Due to the nature of the Lua language, the full JSON schema support is difficult to reach. Some of the limitations can be solved using customizing the behaviour, but some features are not supported (correctly) at this time:

  • Pattern matching/regex

1.2 Handling JSON

When decoding JSON into a Lua table there are several things that require some extra attention. The default is to use lua-cjson and its implementation of the values below.

The prefered setup:

local cjson = require("cjson.safe").new() -- use 'new' to not pollute the global instance
cjson.decode_array_with_array_mt(true) -- force decoded arrays to be marked with array_mt

1.2.1 Null values

Lua doesn't have an explicit null value. In JSON null essentially means, this key exists, but it has no value. Whereas the Lua equivalent nil cannot distinguish between the key non existing and the key having no value.

As such a sentinel value must be defined that is unique and can be used to represent the JSON-null value.

1.2.2 Array vs Object

Lua tables are more versatile than the JSON Array and JSON Object types, and hence a table is used to represent both JSON types. This can however create ambiguity when validating. When decoding JSON, both an empty array and an empty object will be decoded to an empty Lua table. So it cannot be properly validated as being either one.

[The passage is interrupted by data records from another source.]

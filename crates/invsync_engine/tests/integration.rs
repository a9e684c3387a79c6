//! End-to-end sync runs against a real SQLite remote.

use invsync_engine::{SyncEngine, SyncError, SyncOptions, MAX_RESOLVE_DEPTH};
use invsync_local::{GraphStore, LocalStore};
use invsync_model::Version;
use invsync_remote::{RemoteStore, SqliteStore};
use invsync_testkit::{
    sample_network, scenarios, ActivityBuilder, SampleKeys, TestRemote, SAMPLE_DATABASE,
};

fn engine_over(local: GraphStore) -> SyncEngine<GraphStore, SqliteStore> {
    let remote = TestRemote::memory();
    SyncEngine::new(local, remote.store, SAMPLE_DATABASE)
}

#[test]
fn full_sync_writes_everything_then_settles() {
    let engine = engine_over(sample_network());

    let first = engine.sync(SyncOptions::default()).unwrap();
    assert_eq!(first.push.activities_created, 3);
    assert_eq!(first.push.exchanges_created, 3);
    // The pull pass sees its own pushed copies.
    assert_eq!(first.pull.activities_unchanged, 3);
    assert_eq!(first.pull.exchanges_unchanged, 3);
    assert!(first.warnings.is_empty());

    let again = engine.sync(SyncOptions::default()).unwrap();
    assert!(again.is_noop(), "second run must write nothing: {again}");
}

#[test]
fn local_version_bump_updates_the_remote() {
    let engine = engine_over(sample_network());
    engine.sync(SyncOptions::default()).unwrap();

    let keys = SampleKeys::new();
    engine
        .local()
        .upsert_activity(
            ActivityBuilder::new(SAMPLE_DATABASE, "electricity")
                .name("Electricity production, revised")
                .unit("kWh")
                .version(2)
                .build(),
        )
        .unwrap();

    let report = engine.sync(SyncOptions::default()).unwrap();
    assert_eq!(report.push.activities_updated, 1);
    assert!(report.warnings.is_empty());

    let remote_copy = engine
        .remote()
        .get_activity(SAMPLE_DATABASE, "electricity")
        .unwrap();
    assert_eq!(remote_copy.version, Version::new(2));
    assert_eq!(remote_copy.name, "Electricity production, revised");
    // The bump must not disturb the activity's exchanges.
    assert_eq!(
        engine
            .remote()
            .exchanges_of(SAMPLE_DATABASE, &keys.electricity.code)
            .unwrap()
            .len(),
        2
    );
}

#[test]
fn remote_edit_flows_back_on_pull() {
    let engine = engine_over(sample_network());
    engine.sync(SyncOptions::default()).unwrap();

    engine
        .remote()
        .update_activity(
            &ActivityBuilder::new(SAMPLE_DATABASE, "fuel")
                .name("Fuel production, refined")
                .unit("MJ")
                .version(2)
                .build(),
        )
        .unwrap();

    let report = engine.sync(SyncOptions::default()).unwrap();
    assert_eq!(report.pull.activities_updated, 1);

    let keys = SampleKeys::new();
    let local_copy = engine.local().get_activity(&keys.fuel).unwrap();
    assert_eq!(local_copy.version, Version::new(2));
    assert_eq!(local_copy.name, "Fuel production, refined");
    assert_eq!(engine.local().exchanges_of(&keys.fuel).unwrap().len(), 1);
}

#[test]
fn conflicting_copies_converge_to_the_newer_version() {
    let engine = engine_over(sample_network());
    engine.sync(SyncOptions::default()).unwrap();

    // Both sides edit electricity; the remote edit is newer.
    engine
        .local()
        .upsert_activity(
            ActivityBuilder::new(SAMPLE_DATABASE, "electricity")
                .name("Electricity production, local edit")
                .unit("kWh")
                .version(3)
                .build(),
        )
        .unwrap();
    engine
        .remote()
        .update_activity(
            &ActivityBuilder::new(SAMPLE_DATABASE, "electricity")
                .name("Electricity production, remote edit")
                .unit("kWh")
                .version(5)
                .build(),
        )
        .unwrap();

    let report = engine.sync(SyncOptions::default()).unwrap();
    // The push is rejected with a warning, the pull adopts the newer copy.
    assert_eq!(report.warnings.len(), 1);
    assert_eq!(report.warnings[0].incoming, Version::new(3));
    assert_eq!(report.warnings[0].existing, Version::new(5));
    assert_eq!(report.pull.activities_updated, 1);

    let keys = SampleKeys::new();
    let local_copy = engine.local().get_activity(&keys.electricity).unwrap();
    assert_eq!(local_copy.version, Version::new(5));
    assert_eq!(local_copy.name, "Electricity production, remote edit");

    let settled = engine.sync(SyncOptions::default()).unwrap();
    assert!(settled.is_noop(), "converged run must settle: {settled}");
}

#[test]
fn mutual_dependency_terminates_and_settles() {
    let (local, a, b) = scenarios::two_node_cycle();
    let engine = engine_over(local);

    let report = engine.sync(SyncOptions::push_only()).unwrap();
    assert_eq!(report.push.activities_created, 2);
    assert_eq!(report.push.exchanges_created, 2);

    let remote = engine.remote();
    assert_eq!(
        remote.exchange_version(&a.code, &b.code).unwrap(),
        Some(Version::new(1))
    );
    assert_eq!(
        remote.exchange_version(&b.code, &a.code).unwrap(),
        Some(Version::new(1))
    );

    let again = engine.sync(SyncOptions::default()).unwrap();
    assert!(again.is_noop());
}

#[test]
fn deep_chain_resolves_depth_first() {
    let engine = engine_over(scenarios::chain_network(64));

    let report = engine.sync(SyncOptions::push_only()).unwrap();
    assert_eq!(report.push.activities_created, 64);
    assert_eq!(report.push.exchanges_created, 63);

    let again = engine.sync(SyncOptions::default()).unwrap();
    assert!(again.is_noop());
}

#[test]
fn over_deep_dependency_chain_is_rejected() {
    let engine = engine_over(scenarios::chain_network(MAX_RESOLVE_DEPTH + 8));

    let err = engine.sync(SyncOptions::push_only()).unwrap_err();
    assert!(matches!(err, SyncError::DepthExceeded { max, .. } if max == MAX_RESOLVE_DEPTH));
}

#[test]
fn pushed_data_survives_reopening_the_file() {
    let remote = TestRemote::file();
    let path = remote.path().unwrap();
    let engine = SyncEngine::new(sample_network(), remote.store, SAMPLE_DATABASE);
    engine.sync(SyncOptions::push_only()).unwrap();
    drop(engine.into_parts());

    let reopened = SqliteStore::open(&path, "test").unwrap();
    assert!(reopened.database_registered(SAMPLE_DATABASE).unwrap());
    assert_eq!(
        reopened
            .activity_version(SAMPLE_DATABASE, "electricity")
            .unwrap(),
        Some(Version::new(1))
    );
    assert_eq!(
        reopened.exchanges_of(SAMPLE_DATABASE, "electricity").unwrap().len(),
        2
    );
}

For this purpose a meta-table (array_mt) is defined and should be attached to arrays.

1.3 UTF-8 encoding

Lua has functionality to handle UTF-8 from Lua version 5.3 onwards. This library only needs a string length function, and it has a pure Lua implementation that is used when the Lua native utf8.len() function is unavailable.

Especially on platforms where performance matters it might be worthwhile investigating to replace the function by specifying your own when calling generate_validator.

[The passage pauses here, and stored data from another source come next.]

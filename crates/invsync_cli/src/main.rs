//! invsync CLI
//!
//! Command-line front end for assembling a foreground database and keeping
//! it synchronized with a remote SQLite store.
//!
//! # Commands
//!
//! - `assemble` - Build the local store from the case's import template
//! - `sync` - Run the push/pull passes against the case's remote store
//! - `inspect` - Display the local store's activities and exchanges

mod commands;
mod config;

use clap::{Parser, Subcommand};
use std::path::PathBuf;
use tracing_subscriber::EnvFilter;

use config::CaseConfig;

/// invsync command-line tools.
#[derive(Parser)]
#[command(name = "invsync")]
#[command(author, version, about, long_about = None)]
struct Cli {
    /// Path to the case configuration file
    #[arg(global = true, short, long)]
    config: Option<PathBuf>,

    /// Enable verbose output
    #[arg(global = true, short, long)]
    verbose: bool,

    #[command(subcommand)]
    command: Commands,
}

#[derive(Subcommand)]
enum Commands {
    /// Build the local store from the case's import template
    Assemble,

    /// Run the sync passes against the case's remote store
    Sync {
        /// Run only the push pass
        #[arg(long, conflicts_with = "pull_only")]
        push_only: bool,

        /// Run only the pull pass
        #[arg(long)]
        pull_only: bool,
    },

    /// Display the local store's activities and exchanges
    Inspect {
        /// Only show this logical database
        #[arg(short, long)]
        database: Option<String>,

        /// Output format (text, json)
        #[arg(short, long, default_value = "text")]
        format: String,
    },

    /// Show version information
    Version,
}

fn main() -> Result<(), Box<dyn std::error::Error>> {
    let cli = Cli::parse();

    // RUST_LOG wins; --verbose only raises the default.
    let default = if cli.verbose { "debug" } else { "info" };
    let filter = EnvFilter::try_from_default_env().unwrap_or_else(|_| EnvFilter::new(default));
    tracing_subscriber::fmt().with_env_filter(filter).init();

    match cli.command {
        Commands::Assemble => {
            let config = load_config(cli.config)?;
            commands::assemble::run(&config)?;
        }
        Commands::Sync {
            push_only,
            pull_only,
        } => {
            let config = load_config(cli.config)?;
            commands::sync::run(&config, push_only, pull_only)?;
        }
        Commands::Inspect { database, format } => {
            let config = load_config(cli.config)?;
            commands::inspect::run(&config, database.as_deref(), &format)?;
        }
        Commands::Version => {
            println!("invsync v{}", env!("CARGO_PKG_VERSION"));
        }
    }

    Ok(())
}

fn load_config(path: Option<PathBuf>) -> Result<CaseConfig, Box<dyn std::error::Error>> {
    let path = path.ok_or("case config required (--config)")?;
    Ok(CaseConfig::from_path(path)?)
}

The behaviour is that the function returns the length of the string in characters (not bytes) or if that fails (in case of binary string for example) falls back to byte-count.

1.4 Customizing behaviour

Some advanced features of JSON Schema are not possible to implement using the standard library and require third party libraries to work.

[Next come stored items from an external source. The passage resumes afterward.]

//! Foreground database assembly.
//!
//! Turns a parsed [`ImportTemplate`] into activities and exchanges in a
//! local [`GraphStore`]: create rows become new activities (with generated
//! codes where none are given), exchange rows are attached to them, copy
//! rows duplicate existing activities into the target database, and delete
//! rows remove unwanted edges.

use std::collections::{BTreeMap, BTreeSet};
use std::fmt;

use tracing::{debug, info, warn};
use uuid::Uuid;

use invsync_local::{GraphStore, LocalStore, LocalStoreError};
use invsync_model::{Activity, ActivityKey, Exchange, Version};

use crate::error::{ImportError, ImportResult};
use crate::tables::ImportTemplate;

/// Activity type assembled rows default to when the template has none.
pub const DEFAULT_ACTIVITY_TYPE: &str = "production";

/// What one assembly run did.
#[derive(Debug, Clone, Default, PartialEq)]
pub struct AssemblyReport {
    /// Activities created from `create_activities` rows.
    pub activities_created: u64,
    /// Exchanges attached from `add_exchanges` rows.
    pub exchanges_added: u64,
    /// Activities copied from `copy_activities` rows.
    pub activities_copied: u64,
    /// Exchanges removed by `delete_exchanges` rows.
    pub exchanges_deleted: u64,
    /// Non-fatal events: skipped copies and unmatched deletes.
    pub warnings: Vec<String>,
}

impl AssemblyReport {
    fn warn(&mut self, message: String) {
        warn!("{message}");
        self.warnings.push(message);
    }
}

impl fmt::Display for AssemblyReport {
    fn fmt(&self, f: &mut fmt::Formatter<'_>) -> fmt::Result {
        write!(
            f,
            "created {} activities, added {} exchanges, copied {} activities, \
             deleted {} exchanges, {} warnings",
            self.activities_created,
            self.exchanges_added,
            self.activities_copied,
            self.exchanges_deleted,
            self.warnings.len()
        )
    }
}

/// Codes assigned during the create pass, for resolving later rows.
#[derive(Debug, Default)]
struct CreatedCodes {
    /// `(database, activity name, location)` to code.
    by_activity: BTreeMap<(String, String, String), String>,
    /// `(database, reference product, location)` to code.
    by_product: BTreeMap<(String, String, String), String>,
}

/// Assembles `template` into `store`, targeting the logical `database`.
///
/// Runs the four table passes in order: create, add exchanges, copy,
/// delete. All writes go through the store's version-gated upserts, so
/// re-running a template with explicit codes leaves the store unchanged.
///
/// # Errors
///
/// Fails on invalid rows, exchange owners that were never created,
/// unresolvable input codes, a missing copy source database, or a store
/// failure. A missing individual copy source activity and an unmatched
/// delete row are warnings in the report, not errors.
pub fn assemble(
    store: &GraphStore,
    template: &ImportTemplate,
    database: &str,
) -> ImportResult<AssemblyReport> {
    template.validate()?;
    let mut report = AssemblyReport::default();

    let codes = create_activities(store, template, database, &mut report)?;
    add_exchanges(store, template, database, &codes, &mut report)?;
    copy_activities(store, template, database, &mut report)?;
    delete_exchanges(store, template, database, &mut report)?;

    info!(
        database,
        created = report.activities_created,
        exchanges = report.exchanges_added,
        copied = report.activities_copied,
        deleted = report.exchanges_deleted,
        "assembly finished"
    );
    Ok(report)
}

fn fresh_code() -> String {
    Uuid::new_v4().simple().to_string()
}

fn create_activities(
    store: &GraphStore,
    template: &ImportTemplate,
    database: &str,
    report: &mut AssemblyReport,
) -> ImportResult<CreatedCodes> {
    let mut codes = CreatedCodes::default();
    for row in &template.create_activities {
        let db = row.activity_database.as_deref().unwrap_or(database);
        let code = match &row.code {
            Some(code) => code.clone(),
            None => fresh_code(),
        };
        let activity_type = row.activity_type.as_deref().unwrap_or(DEFAULT_ACTIVITY_TYPE);

        let mut activity = Activity::new(
            ActivityKey::new(db, code.as_str()),
            row.activity.as_str(),
            row.activity_location.as_str(),
            activity_type,
            row.reference_product_unit.as_str(),
            Version::new(row.activity_version),
        );
        if let Some(comment) = &row.comment {
            activity = activity.with_comment(comment.as_str());
        }
        activity.validate()?;

        debug!(key = %activity.key, name = %activity.name, "create activity");
        codes.by_activity.insert(
            (db.to_owned(), row.activity.clone(), row.activity_location.clone()),
            code.clone(),
        );
        codes.by_product.insert(
            (db.to_owned(), row.reference_product.clone(), row.activity_location.clone()),
            code,
        );
        store.upsert_activity(activity)?;
        report.activities_created += 1;
    }
    Ok(codes)
}

fn add_exchanges(
    store: &GraphStore,
    template: &ImportTemplate,
    database: &str,
    codes: &CreatedCodes,
    report: &mut AssemblyReport,
) -> ImportResult<()> {
    // Resolve every owner first so the error can list all orphans at once.
    let mut owners = Vec::with_capacity(template.add_exchanges.len());
    let mut orphans = BTreeSet::new();
    for row in &template.add_exchanges {
        let db = row.activity_database.as_deref().unwrap_or(database);
        let code = match &row.activity_code {
            Some(code) => Some(code.clone()),
            None => codes
                .by_activity
                .get(&(db.to_owned(), row.activity.clone(), row.activity_location.clone()))
                .cloned(),
        };
        match code {
            Some(code) => owners.push(ActivityKey::new(db, code)),
            None => {
                orphans.insert(row.activity.clone());
            }
        }
    }
    if !orphans.is_empty() {
        let list = orphans.into_iter().collect::<Vec<_>>().join(", ");
        return Err(ImportError::UnknownOwners { owners: list });
    }

    for (row, owner) in template.add_exchanges.iter().zip(owners) {
        let input_db = row.exchange_database.as_deref().unwrap_or(database);
        let input_code = match &row.exchange_code {
            Some(code) => code.clone(),
            None => codes
                .by_product
                .get(&(input_db.to_owned(), row.exchange.clone(), row.activity_location.clone()))
                .cloned()
                .ok_or_else(|| ImportError::UnresolvedInput {
                    activity: row.activity.clone(),
                    exchange: row.exchange.clone(),
                    database: input_db.to_owned(),
                })?,
        };

        let mut exchange = Exchange::new(
            ActivityKey::new(input_db, input_code),
            row.amount,
            row.unit.as_str(),
            row.exchange_type.as_str(),
            Version::new(0),
        );
        if let Some(uncertainty) = row.uncertainty_type {
            exchange = exchange.with_uncertainty_type(uncertainty);
        }

        debug!(owner = %owner, input = %exchange.input, "add exchange");
        store.upsert_exchange(&owner, exchange)?;
        report.exchanges_added += 1;
    }
    Ok(())
}

fn copy_activities(
    store: &GraphStore,
    template: &ImportTemplate,
    database: &str,
    report: &mut AssemblyReport,
) -> ImportResult<()> {
    if template.copy_activities.is_empty() {
        return Ok(());
    }
    let present = store.databases();
    for row in &template.copy_activities {
        if !present.iter().any(|d| d == &row.source_database) {
            return Err(ImportError::MissingSourceDatabase {
                database: row.source_database.clone(),
            });
        }

        let source = ActivityKey::new(row.source_database.as_str(), row.activity_code.as_str());
        let activity = match store.get_activity(&source) {
            Ok(activity) => activity,
            Err(LocalStoreError::ActivityNotFound { .. }) => {
                report.warn(format!(
                    "copy: {} ({}) not found in {}",
                    row.activity, row.activity_code, row.source_database
                ));
                continue;
            }
            Err(other) => return Err(other.into()),
        };
        let exchanges = store.exchanges_of(&source)?;

        let target = ActivityKey::new(database, row.activity_code.as_str());
        debug!(source = %source, target = %target, "copy activity");
        let mut copy = activity;
        copy.key = target.clone();
        store.upsert_activity(copy)?;
        for exchange in exchanges {
            store.upsert_exchange(&target, exchange)?;
        }
        report.activities_copied += 1;
    }
    Ok(())
}

fn delete_exchanges(
    store: &GraphStore,
    template: &ImportTemplate,
    database: &str,
    report: &mut AssemblyReport,
) -> ImportResult<()> {
    for row in &template.delete_exchanges {
        let owner_db = row.activity_database.as_deref().unwrap_or(database);
        let owner = match resolve_key(store, owner_db, &row.activity, row.activity_code.as_deref())?
        {
            Some(key) => key,
            None => {
                report.warn(format!(
                    "delete: activity '{}' not found in {owner_db}",
                    row.activity
                ));
                continue;
            }
        };

        let input_db = row.exchange_database.as_deref().unwrap_or(database);
        let input = match resolve_key(store, input_db, &row.exchange, row.exchange_code.as_deref())?
        {
            Some(key) => key,
            None => {
                report.warn(format!(
                    "delete: exchange input '{}' not found in {input_db}",
                    row.exchange
                ));
                continue;
            }
        };

        let removed = store.remove_exchanges_to(&owner, &input);
        if removed == 0 {
            report.warn(format!("delete: no exchange from {owner} to {input} matched"));
        } else {
            debug!(owner = %owner, input = %input, removed, "delete exchanges");
            report.exchanges_deleted += removed as u64;
        }
    }
    Ok(())
}

/// Resolves `(database, name-or-code)` to a key: an explicit code wins, a
/// name falls back to the first matching activity in that database.
fn resolve_key(
    store: &GraphStore,
    database: &str,
    name: &str,
    code: Option<&str>,
) -> ImportResult<Option<ActivityKey>> {
    if let Some(code) = code {
        let key = ActivityKey::new(database, code);
        return Ok(store.activity_exists(&key)?.then_some(key));
    }
    Ok(store
        .activities_in(database)?
        .into_iter()
        .find(|a| a.name == name)
        .map(|a| a.key))
}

In order to not force one particular library, and not bloat this library for the simple schemas, extension points are provided. For details see the generate_validator method and its options.

1.5 Automatic coercion

When validating properties that are not json, the input usually always is a string value. For example a query string or header value.

For these cases there is an option coercion. If you set this flag then a string value targetting a type of boolean, number, or integer will be attempted coerced to the proper type. After which the validation will occur.

1.6 Installation

It is aimed at use with lua-cjson. Since it uses the cjson semantics for arrays (array_mt)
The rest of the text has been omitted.